### Task directions
Read the records below and report each line in which "description" occurs.

### Records for the task
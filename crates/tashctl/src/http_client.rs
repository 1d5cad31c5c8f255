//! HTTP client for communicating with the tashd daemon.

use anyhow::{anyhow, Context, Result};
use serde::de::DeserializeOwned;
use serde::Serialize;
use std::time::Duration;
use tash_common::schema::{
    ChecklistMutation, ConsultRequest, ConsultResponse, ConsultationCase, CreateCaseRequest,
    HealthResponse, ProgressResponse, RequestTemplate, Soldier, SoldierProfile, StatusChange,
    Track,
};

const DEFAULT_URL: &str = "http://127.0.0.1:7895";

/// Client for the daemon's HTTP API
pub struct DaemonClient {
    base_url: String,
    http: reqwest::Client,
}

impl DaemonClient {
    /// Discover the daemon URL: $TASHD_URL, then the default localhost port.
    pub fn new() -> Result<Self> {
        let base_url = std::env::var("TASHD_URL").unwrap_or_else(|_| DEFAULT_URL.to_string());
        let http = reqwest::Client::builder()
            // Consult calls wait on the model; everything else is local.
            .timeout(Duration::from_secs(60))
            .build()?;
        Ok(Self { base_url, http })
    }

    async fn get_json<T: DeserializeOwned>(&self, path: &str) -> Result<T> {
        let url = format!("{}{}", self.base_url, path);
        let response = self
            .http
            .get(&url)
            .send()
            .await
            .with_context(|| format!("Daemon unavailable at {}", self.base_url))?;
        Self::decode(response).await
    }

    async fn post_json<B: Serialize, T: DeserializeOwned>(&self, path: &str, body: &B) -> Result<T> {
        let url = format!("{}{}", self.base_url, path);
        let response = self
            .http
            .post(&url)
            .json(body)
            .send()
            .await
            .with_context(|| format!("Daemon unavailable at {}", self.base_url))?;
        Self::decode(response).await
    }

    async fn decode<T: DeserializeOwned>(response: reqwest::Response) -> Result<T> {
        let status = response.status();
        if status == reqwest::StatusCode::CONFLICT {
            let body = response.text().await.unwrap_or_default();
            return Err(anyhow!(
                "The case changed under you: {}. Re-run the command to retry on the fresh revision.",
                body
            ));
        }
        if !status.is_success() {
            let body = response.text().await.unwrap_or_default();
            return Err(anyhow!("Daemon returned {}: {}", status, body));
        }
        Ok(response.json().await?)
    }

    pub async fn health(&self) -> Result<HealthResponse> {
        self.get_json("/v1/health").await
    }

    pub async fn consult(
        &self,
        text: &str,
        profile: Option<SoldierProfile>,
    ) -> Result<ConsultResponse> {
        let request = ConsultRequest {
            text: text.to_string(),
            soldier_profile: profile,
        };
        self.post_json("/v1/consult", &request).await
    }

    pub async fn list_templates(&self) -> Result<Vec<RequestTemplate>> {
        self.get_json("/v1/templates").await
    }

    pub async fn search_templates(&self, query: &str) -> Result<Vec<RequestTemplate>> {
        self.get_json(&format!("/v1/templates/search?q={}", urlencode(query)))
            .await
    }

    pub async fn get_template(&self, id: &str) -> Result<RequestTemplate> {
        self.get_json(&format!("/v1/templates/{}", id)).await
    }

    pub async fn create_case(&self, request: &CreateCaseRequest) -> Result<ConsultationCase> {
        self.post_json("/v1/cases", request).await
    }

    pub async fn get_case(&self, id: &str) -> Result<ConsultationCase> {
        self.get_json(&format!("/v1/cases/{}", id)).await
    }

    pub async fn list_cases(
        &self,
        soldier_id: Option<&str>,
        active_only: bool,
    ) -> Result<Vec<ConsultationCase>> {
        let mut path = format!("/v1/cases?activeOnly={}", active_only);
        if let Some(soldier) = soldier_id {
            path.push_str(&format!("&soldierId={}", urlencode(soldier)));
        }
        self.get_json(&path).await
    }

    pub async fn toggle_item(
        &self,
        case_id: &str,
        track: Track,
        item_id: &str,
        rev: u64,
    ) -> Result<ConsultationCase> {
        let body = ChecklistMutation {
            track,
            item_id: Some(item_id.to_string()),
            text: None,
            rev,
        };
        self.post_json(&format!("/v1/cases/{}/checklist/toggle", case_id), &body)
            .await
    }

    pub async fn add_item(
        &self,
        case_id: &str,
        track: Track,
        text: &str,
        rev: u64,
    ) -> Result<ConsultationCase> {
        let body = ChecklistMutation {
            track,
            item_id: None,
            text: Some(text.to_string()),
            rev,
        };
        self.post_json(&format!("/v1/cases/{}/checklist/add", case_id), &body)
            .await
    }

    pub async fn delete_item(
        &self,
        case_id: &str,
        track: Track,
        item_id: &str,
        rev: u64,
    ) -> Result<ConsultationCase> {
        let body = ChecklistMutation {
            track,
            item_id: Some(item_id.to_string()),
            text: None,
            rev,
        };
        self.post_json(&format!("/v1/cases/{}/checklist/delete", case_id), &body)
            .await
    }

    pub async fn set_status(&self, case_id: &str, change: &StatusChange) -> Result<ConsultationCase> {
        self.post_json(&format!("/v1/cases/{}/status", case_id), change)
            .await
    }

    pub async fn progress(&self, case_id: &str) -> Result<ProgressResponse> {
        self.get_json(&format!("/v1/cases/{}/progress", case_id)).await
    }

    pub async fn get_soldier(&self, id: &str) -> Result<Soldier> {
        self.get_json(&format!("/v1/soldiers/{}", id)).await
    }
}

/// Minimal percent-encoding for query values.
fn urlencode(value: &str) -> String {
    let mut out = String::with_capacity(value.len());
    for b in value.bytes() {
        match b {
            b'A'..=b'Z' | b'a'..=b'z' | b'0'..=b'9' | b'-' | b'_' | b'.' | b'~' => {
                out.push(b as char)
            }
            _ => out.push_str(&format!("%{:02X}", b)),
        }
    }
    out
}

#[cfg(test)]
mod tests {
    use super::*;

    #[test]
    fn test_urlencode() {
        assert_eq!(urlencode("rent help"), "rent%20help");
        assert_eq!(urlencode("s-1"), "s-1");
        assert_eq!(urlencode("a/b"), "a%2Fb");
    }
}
---
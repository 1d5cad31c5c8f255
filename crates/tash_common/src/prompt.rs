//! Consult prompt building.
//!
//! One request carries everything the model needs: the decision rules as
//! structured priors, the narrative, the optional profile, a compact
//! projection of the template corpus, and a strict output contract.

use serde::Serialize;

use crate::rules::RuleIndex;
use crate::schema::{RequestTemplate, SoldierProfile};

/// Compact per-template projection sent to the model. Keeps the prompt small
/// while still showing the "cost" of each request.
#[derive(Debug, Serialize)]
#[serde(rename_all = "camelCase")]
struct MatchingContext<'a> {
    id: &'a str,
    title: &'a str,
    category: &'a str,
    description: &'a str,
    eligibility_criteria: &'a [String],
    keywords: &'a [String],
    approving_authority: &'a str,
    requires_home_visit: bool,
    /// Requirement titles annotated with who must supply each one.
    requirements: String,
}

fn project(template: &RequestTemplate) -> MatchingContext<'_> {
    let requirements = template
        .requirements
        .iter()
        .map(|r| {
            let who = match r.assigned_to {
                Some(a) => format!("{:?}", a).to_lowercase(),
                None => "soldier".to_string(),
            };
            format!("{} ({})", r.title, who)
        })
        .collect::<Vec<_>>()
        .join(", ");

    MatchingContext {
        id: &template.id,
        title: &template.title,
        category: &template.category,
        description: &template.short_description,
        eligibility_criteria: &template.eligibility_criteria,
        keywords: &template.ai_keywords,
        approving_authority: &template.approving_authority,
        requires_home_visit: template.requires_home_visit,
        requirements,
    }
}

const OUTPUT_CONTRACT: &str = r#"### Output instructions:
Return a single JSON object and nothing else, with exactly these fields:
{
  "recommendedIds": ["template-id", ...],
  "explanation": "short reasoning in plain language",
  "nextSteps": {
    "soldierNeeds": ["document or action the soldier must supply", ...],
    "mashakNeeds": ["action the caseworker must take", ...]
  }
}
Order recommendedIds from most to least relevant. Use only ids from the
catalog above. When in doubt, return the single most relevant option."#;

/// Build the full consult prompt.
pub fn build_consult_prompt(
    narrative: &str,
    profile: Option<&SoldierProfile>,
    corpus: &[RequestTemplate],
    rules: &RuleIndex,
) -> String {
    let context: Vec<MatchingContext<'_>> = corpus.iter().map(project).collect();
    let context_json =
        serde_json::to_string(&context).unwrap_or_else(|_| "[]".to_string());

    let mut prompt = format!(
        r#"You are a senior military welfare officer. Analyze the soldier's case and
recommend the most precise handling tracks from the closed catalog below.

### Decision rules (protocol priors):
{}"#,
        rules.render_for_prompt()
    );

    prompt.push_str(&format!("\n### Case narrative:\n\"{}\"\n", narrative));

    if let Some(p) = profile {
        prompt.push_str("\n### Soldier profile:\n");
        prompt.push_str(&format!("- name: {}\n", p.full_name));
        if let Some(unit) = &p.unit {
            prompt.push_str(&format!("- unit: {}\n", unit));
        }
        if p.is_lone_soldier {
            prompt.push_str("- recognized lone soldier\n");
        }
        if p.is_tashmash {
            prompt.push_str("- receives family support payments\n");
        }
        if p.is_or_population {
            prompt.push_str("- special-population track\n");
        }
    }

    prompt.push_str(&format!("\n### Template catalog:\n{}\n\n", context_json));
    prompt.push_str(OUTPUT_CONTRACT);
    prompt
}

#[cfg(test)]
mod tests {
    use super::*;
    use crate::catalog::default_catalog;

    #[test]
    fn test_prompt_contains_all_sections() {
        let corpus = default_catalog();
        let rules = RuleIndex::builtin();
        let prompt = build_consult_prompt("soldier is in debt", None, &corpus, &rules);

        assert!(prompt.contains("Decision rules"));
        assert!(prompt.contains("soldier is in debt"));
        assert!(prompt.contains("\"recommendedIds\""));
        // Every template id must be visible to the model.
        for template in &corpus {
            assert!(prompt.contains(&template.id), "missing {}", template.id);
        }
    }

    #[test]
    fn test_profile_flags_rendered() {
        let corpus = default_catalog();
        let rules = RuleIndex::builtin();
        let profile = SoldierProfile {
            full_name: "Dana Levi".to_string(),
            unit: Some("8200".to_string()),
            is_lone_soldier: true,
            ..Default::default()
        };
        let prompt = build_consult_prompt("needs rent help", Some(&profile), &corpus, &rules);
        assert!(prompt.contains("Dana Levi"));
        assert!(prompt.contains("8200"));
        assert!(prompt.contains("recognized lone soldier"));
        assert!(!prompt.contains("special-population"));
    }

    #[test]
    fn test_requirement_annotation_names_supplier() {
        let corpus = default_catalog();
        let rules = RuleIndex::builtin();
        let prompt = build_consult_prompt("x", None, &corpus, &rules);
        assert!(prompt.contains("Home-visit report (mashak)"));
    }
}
...
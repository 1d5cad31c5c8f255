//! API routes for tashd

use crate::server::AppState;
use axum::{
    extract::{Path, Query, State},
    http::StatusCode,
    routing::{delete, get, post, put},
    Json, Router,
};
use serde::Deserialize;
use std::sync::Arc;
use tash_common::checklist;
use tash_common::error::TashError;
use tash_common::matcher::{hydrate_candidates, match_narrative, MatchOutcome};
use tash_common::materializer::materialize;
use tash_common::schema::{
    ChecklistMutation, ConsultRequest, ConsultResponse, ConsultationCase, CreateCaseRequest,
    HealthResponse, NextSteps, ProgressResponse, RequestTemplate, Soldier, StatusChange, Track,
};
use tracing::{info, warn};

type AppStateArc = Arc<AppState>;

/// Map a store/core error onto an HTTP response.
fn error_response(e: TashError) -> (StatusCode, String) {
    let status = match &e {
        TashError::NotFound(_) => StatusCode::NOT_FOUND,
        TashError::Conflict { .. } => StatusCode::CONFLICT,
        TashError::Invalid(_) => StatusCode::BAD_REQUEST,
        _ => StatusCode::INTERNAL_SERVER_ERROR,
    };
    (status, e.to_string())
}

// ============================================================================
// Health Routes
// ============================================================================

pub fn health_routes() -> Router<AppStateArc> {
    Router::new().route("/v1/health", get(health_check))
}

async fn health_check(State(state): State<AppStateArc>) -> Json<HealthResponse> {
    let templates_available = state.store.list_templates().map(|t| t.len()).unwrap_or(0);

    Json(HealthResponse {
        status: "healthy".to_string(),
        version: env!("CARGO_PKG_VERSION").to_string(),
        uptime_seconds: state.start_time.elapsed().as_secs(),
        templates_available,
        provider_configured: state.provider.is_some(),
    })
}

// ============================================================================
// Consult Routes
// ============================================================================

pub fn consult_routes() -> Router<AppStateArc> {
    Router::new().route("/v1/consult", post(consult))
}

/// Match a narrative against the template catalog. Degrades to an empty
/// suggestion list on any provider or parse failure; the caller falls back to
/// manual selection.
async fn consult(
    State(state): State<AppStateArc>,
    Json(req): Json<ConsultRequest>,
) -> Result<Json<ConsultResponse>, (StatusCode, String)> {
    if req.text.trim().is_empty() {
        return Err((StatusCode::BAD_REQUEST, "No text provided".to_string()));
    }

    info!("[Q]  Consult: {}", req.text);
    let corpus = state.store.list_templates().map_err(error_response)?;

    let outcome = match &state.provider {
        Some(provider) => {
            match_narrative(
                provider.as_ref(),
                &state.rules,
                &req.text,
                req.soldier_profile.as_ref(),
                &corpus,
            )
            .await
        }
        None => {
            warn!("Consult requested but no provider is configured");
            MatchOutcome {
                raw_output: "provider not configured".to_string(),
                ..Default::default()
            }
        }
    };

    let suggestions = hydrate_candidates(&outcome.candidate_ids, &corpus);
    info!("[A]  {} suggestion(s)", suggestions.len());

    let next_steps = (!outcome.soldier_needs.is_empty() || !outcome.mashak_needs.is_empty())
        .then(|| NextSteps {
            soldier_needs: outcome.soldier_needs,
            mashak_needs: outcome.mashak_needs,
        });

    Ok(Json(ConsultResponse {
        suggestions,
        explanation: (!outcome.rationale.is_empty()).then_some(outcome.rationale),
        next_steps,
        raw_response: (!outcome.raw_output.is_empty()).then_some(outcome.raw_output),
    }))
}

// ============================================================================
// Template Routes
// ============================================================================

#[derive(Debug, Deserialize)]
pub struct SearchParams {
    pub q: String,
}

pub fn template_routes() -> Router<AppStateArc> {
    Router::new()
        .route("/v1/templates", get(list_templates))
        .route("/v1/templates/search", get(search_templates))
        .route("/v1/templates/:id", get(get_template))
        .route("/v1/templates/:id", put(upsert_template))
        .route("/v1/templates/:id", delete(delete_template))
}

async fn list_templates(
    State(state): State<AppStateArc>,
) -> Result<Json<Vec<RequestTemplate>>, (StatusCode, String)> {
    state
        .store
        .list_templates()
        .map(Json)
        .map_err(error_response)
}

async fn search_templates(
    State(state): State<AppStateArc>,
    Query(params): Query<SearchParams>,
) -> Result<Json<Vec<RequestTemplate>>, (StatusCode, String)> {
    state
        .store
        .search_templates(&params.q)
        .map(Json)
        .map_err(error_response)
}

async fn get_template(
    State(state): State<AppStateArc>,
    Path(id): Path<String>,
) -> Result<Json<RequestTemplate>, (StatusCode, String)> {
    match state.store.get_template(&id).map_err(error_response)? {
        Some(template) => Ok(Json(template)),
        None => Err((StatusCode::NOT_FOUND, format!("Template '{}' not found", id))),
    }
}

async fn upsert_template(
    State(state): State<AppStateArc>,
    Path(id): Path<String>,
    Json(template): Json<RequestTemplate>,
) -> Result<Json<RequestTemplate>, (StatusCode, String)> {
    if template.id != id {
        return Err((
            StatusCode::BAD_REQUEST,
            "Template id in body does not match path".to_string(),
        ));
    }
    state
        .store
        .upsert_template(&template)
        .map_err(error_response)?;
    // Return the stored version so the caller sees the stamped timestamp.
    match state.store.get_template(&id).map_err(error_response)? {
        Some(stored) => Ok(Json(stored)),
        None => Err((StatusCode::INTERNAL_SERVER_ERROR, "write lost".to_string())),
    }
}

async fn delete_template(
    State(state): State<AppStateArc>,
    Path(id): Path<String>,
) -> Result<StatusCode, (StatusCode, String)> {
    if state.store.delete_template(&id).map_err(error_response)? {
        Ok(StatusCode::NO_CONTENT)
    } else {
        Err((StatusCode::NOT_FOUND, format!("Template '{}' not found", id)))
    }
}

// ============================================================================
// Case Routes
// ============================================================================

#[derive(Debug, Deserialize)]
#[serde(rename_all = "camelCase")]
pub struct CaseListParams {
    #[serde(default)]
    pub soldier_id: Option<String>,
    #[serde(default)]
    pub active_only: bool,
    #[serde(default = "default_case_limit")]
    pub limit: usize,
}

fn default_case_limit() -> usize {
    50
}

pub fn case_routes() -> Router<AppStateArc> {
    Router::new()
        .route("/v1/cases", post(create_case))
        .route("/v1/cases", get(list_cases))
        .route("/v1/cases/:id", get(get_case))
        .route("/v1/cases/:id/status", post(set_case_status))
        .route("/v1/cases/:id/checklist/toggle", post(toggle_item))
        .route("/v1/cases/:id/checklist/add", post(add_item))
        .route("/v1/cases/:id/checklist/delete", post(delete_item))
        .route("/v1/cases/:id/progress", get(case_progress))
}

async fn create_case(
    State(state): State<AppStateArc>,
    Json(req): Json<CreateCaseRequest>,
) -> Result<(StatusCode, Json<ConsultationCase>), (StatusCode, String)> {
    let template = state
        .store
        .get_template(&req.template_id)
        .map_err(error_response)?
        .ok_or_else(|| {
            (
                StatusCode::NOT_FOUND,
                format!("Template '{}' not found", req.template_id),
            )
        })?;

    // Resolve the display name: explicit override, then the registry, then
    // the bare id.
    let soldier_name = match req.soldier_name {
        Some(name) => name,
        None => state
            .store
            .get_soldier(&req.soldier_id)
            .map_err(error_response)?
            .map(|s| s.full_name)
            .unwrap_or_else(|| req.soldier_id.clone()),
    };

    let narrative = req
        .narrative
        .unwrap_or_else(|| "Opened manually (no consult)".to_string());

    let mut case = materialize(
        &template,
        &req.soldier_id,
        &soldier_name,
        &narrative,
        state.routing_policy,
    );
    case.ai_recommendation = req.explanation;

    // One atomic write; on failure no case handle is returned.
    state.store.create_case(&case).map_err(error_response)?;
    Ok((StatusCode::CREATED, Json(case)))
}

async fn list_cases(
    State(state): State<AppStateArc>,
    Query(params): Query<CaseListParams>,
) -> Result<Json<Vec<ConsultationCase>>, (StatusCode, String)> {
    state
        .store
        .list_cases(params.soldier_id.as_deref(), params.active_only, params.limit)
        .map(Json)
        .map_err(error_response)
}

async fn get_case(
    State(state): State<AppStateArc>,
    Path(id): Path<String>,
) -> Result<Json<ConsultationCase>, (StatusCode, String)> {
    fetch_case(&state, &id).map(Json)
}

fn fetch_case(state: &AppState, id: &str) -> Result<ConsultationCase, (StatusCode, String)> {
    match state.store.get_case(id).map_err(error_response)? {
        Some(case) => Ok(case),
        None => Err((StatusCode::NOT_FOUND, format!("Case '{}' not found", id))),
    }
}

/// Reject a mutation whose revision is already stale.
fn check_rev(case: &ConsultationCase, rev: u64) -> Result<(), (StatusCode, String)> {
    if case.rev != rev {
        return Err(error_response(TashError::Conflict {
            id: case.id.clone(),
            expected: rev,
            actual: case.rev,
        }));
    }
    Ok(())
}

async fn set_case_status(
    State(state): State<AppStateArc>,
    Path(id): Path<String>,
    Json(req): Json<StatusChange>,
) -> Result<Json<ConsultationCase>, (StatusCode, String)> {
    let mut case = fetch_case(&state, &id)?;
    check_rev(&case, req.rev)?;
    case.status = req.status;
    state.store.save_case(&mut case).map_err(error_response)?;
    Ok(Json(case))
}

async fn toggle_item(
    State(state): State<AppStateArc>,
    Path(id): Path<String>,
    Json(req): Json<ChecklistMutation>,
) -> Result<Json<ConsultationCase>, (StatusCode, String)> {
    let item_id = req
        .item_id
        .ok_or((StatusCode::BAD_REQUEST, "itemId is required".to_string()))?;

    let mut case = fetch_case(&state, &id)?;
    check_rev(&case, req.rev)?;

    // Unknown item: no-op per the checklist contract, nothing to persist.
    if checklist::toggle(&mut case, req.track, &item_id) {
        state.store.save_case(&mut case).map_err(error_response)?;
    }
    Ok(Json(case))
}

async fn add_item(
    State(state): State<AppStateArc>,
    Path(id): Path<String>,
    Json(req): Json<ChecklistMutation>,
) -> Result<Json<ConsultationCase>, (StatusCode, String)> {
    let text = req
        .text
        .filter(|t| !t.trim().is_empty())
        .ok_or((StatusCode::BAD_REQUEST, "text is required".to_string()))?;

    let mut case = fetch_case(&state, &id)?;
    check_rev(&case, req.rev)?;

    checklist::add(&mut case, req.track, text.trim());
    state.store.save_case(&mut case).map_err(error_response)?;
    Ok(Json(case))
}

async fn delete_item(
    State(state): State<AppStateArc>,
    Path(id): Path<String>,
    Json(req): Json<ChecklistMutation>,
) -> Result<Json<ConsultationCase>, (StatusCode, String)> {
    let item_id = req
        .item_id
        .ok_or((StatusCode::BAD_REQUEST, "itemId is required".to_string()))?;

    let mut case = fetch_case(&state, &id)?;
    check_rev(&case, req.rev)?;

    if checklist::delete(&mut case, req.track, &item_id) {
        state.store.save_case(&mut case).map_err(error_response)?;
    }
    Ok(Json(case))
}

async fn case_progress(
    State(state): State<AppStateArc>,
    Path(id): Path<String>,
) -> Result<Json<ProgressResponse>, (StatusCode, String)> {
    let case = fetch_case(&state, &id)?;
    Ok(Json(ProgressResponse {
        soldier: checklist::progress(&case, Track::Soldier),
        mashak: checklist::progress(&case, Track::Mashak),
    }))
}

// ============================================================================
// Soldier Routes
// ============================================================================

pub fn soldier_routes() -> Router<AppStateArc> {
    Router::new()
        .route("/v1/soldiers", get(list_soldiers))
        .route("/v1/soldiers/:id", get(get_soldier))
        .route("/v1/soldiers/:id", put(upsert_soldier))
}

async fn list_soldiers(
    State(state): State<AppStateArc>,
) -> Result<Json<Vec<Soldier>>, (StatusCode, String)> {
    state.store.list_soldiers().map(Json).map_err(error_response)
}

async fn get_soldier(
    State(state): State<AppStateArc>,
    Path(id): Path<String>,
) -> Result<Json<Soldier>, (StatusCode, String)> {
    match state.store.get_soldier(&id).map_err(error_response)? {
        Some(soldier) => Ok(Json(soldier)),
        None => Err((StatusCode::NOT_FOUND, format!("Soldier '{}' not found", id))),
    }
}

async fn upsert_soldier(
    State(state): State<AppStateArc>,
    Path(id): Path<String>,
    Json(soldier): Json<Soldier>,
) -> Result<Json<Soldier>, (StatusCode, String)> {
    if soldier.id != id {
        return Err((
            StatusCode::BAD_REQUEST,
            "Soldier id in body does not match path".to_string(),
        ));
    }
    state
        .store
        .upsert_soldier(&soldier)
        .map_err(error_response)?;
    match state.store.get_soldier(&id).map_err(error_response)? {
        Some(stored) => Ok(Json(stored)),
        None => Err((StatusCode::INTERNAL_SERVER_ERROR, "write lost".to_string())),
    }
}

### Exercise output
    description: &'a str,
        description: &template.short_description,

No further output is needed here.